Chris avait plu à Nina depuis le départ. Elle avait dix-sept ans, était un peu gamine et s'était vite sentie attirée par cet homme de vingt-six ans. Il avait beau être plus petit que la moyenne, il avait l'air plus adulte que les autres. Il semblait morne et triste, comme s’il était gris et chaud et qu'il avait vécu des centaines d'années.

Enfin ça, c'est ce qu'elle disait, à mes yeux ça avait toujours été elle qui était jolie.

On était amis depuis qu'elle avait cassée mon château de sable en primaire et qu'elle s'était excusée en m'aidant à le reconstruire. On avait passé deux heures dessus et même si le château n'avait pas la moitié de la classe qu'il avait avant, j'avais adoré ce moment. Nina avait beau être minuscule à l'époque, elle était fière et dégageait de la présence et était affreusement mignonne. Et admirable.

D'après ma mère, j'étais un petit monstre adorable à l'époque, et disait que je portais bien mon nom de Phoenix. Mais j'avais beau être un petit monstre, Nina arrivait toujours à me dompter et j'étais un ange avec elle.

Même aujourd'hui, je ne lui refusais rien, parce qu'elle était trop jolie, trop lumineuse, trop Nina.

Je crois que je suis très vite tombé amoureux d'elle, mais c'est seulement à l'anniversaire de ses neuf ans que j'en ai vraiment pris conscience. Elle portait un débardeur bleu avec des petits volants, un short et des bottines, c'était le 23 mars et il faisait beau. Elle avait invité Tyler, Violette, Remus, Diana, Lila et moi.
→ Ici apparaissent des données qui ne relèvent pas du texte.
//! 2-D vector algebra for the layout simulation.
//!
//! `Vector` is an immutable `Copy` value type. All degenerate cases are
//! defined rather than fallible: dividing by zero and normalizing the zero
//! vector both yield the zero vector, because colocated points are a
//! legitimate transient state of the simulation and must never produce NaN.

use std::ops::{Add, AddAssign, Div, Mul, Neg, Sub};

use rand::Rng;
use serde::{Deserialize, Serialize};

/// An immutable 2-D vector.
#[derive(Debug, Clone, Copy, Default, PartialEq, Serialize, Deserialize)]
pub struct Vector {
    /// X component.
    pub x: f32,
    /// Y component.
    pub y: f32,
}

impl Vector {
    /// The zero vector.
    pub const ZERO: Vector = Vector { x: 0.0, y: 0.0 };

    /// Create a vector from components.
    #[inline]
    pub fn new(x: f32, y: f32) -> Self {
        Self { x, y }
    }

    /// A vector with both components uniformly sampled in `[-extent, extent]`.
    ///
    /// Used for initial random placement of points.
    pub fn random(extent: f32) -> Self {
        let mut rng = rand::rng();
        Self {
            x: rng.random_range(-extent..=extent),
            y: rng.random_range(-extent..=extent),
        }
    }

    /// Euclidean length.
    #[inline]
    pub fn magnitude(self) -> f32 {
        (self.x * self.x + self.y * self.y).sqrt()
    }

    /// Squared Euclidean length. Avoids the sqrt when only comparing.
    #[inline]
    pub fn magnitude_squared(self) -> f32 {
        self.x * self.x + self.y * self.y
    }

    /// The perpendicular vector, rotated +90 degrees.
    #[inline]
    pub fn normal(self) -> Self {
        Self {
            x: -self.y,
            y: self.x,
        }
    }

    /// The unit vector in this direction. The zero vector normalizes to
    /// itself.
    #[inline]
    pub fn normalize(self) -> Self {
        self / self.magnitude()
    }
}

impl Add for Vector {
    type Output = Vector;

    #[inline]
    fn add(self, rhs: Vector) -> Vector {
        Vector::new(self.x + rhs.x, self.y + rhs.y)
    }
}

impl AddAssign for Vector {
    #[inline]
    fn add_assign(&mut self, rhs: Vector) {
        self.x += rhs.x;
        self.y += rhs.y;
    }
}

impl Sub for Vector {
    type Output = Vector;

    #[inline]
    fn sub(self, rhs: Vector) -> Vector {
        Vector::new(self.x - rhs.x, self.y - rhs.y)
    }
}

impl Neg for Vector {
    type Output = Vector;

    #[inline]
    fn neg(self) -> Vector {
        Vector::new(-self.x, -self.y)
    }
}

impl Mul<f32> for Vector {
    type Output = Vector;

    #[inline]
    fn mul(self, rhs: f32) -> Vector {
        Vector::new(self.x * rhs, self.y * rhs)
    }
}

impl Div<f32> for Vector {
    type Output = Vector;

    /// Scalar division. Dividing by zero yields the zero vector.
    #[inline]
    fn div(self, rhs: f32) -> Vector {
        if rhs == 0.0 {
            Vector::ZERO
        } else {
            Vector::new(self.x / rhs, self.y / rhs)
        }
    }
}

#[cfg(test)]
mod tests {
    use super::*;

    #[test]
    fn test_arithmetic() {
        let a = Vector::new(1.0, 2.0);
        let b = Vector::new(3.0, -1.0);

        assert_eq!(a + b, Vector::new(4.0, 1.0));
        assert_eq!(a - b, Vector::new(-2.0, 3.0));
        assert_eq!(a * 2.0, Vector::new(2.0, 4.0));
        assert_eq!(b / 2.0, Vector::new(1.5, -0.5));
        assert_eq!(-a, Vector::new(-1.0, -2.0));
    }

    #[test]
    fn test_magnitude() {
        assert_eq!(Vector::new(3.0, 4.0).magnitude(), 5.0);
        assert_eq!(Vector::ZERO.magnitude(), 0.0);
        assert_eq!(Vector::new(3.0, 4.0).magnitude_squared(), 25.0);
    }

    #[test]
    fn test_normal_is_perpendicular() {
        let v = Vector::new(2.0, 1.0);
        let n = v.normal();

        assert_eq!(n, Vector::new(-1.0, 2.0));
        // Dot product with the original must be zero
        assert_eq!(v.x * n.x + v.y * n.y, 0.0);
    }

    #[test]
    fn test_normalize() {
        let v = Vector::new(3.0, 4.0).normalize();
        assert!((v.magnitude() - 1.0).abs() < 1e-6);
        assert!((v.x - 0.6).abs() < 1e-6);
        assert!((v.y - 0.8).abs() < 1e-6);
    }

    #[test]
    fn test_zero_vector_stays_zero() {
        // Normalizing or dividing the zero vector must not produce NaN
        let z = Vector::ZERO;
        assert_eq!(z.normalize(), Vector::ZERO);
        assert_eq!(z / 0.0, Vector::ZERO);
        assert_eq!(Vector::new(1.0, 1.0) / 0.0, Vector::ZERO);

        let n = z.normalize();
        assert!(!n.x.is_nan());
        assert!(!n.y.is_nan());
    }

    #[test]
    fn test_random_within_extent() {
        for _ in 0..100 {
            let v = Vector::random(5.0);
            assert!(v.x >= -5.0 && v.x <= 5.0);
            assert!(v.y >= -5.0 && v.y <= 5.0);
        }
    }
}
Son père avait acheté un fraisier et Nina a soufflé ses neuf bougies parfumées à la fraise. Elle n'avait pas voulu nous avouer ce qu'elle avait souhaitée. Mais elle a fini par lâcher qu'elle voulait que son amoureux l'aime. Je me suis rendu compte que je l'aimais quand j'ai pensé que j'aimerai être son amoureux.


Il y a quelques mois, elle a rencontré Chris dans un café. Il était en train de boire un thé en attendant que le lycée ouvre, elle l'avait reconnu l'écusson du lycée sur son pull. Elle lui avait parlé parce qu'elle le trouvait beau. Elle a appris qu'il serait son surveillant et était assez dégoûtée parce qu'il lui plaisait bien.

Elle allait le voir tous les jours au bureau des surveillants, en inventant Dieu seul sait comment une excuse crédible à chaque fois. Au départ, je m'en souciais peu, elle avait toujours eu des petits coups de cœur passager, et puis avec un surveillant elle ne devait avoir aucune chance.

Mais un samedi soir, ils sont allés à un concert, enfin, ils s'y sont retrouvés. Il y avait du monde et ils étaient sans cesse près l'un de l'autre. Ils se criaient à l'oreille d'une voix rauque pour se faire entendre. Ils se frôlaient dès qu'ils bougeaient et ont finis par s'embrasser. Il parait qu'il l'embrassait fort, que dès qu'il y avait moins de monde il lui a dit qu'il avait envie d'elle, et elle avait tellement envie de lui qu'elle l'a suivi dans un taxi. Il l'embrassait sur le chemin, lui avait laissé des marques sur la peau et parait que ce qui s'en était suivi était bon et qu'elle avait aimé.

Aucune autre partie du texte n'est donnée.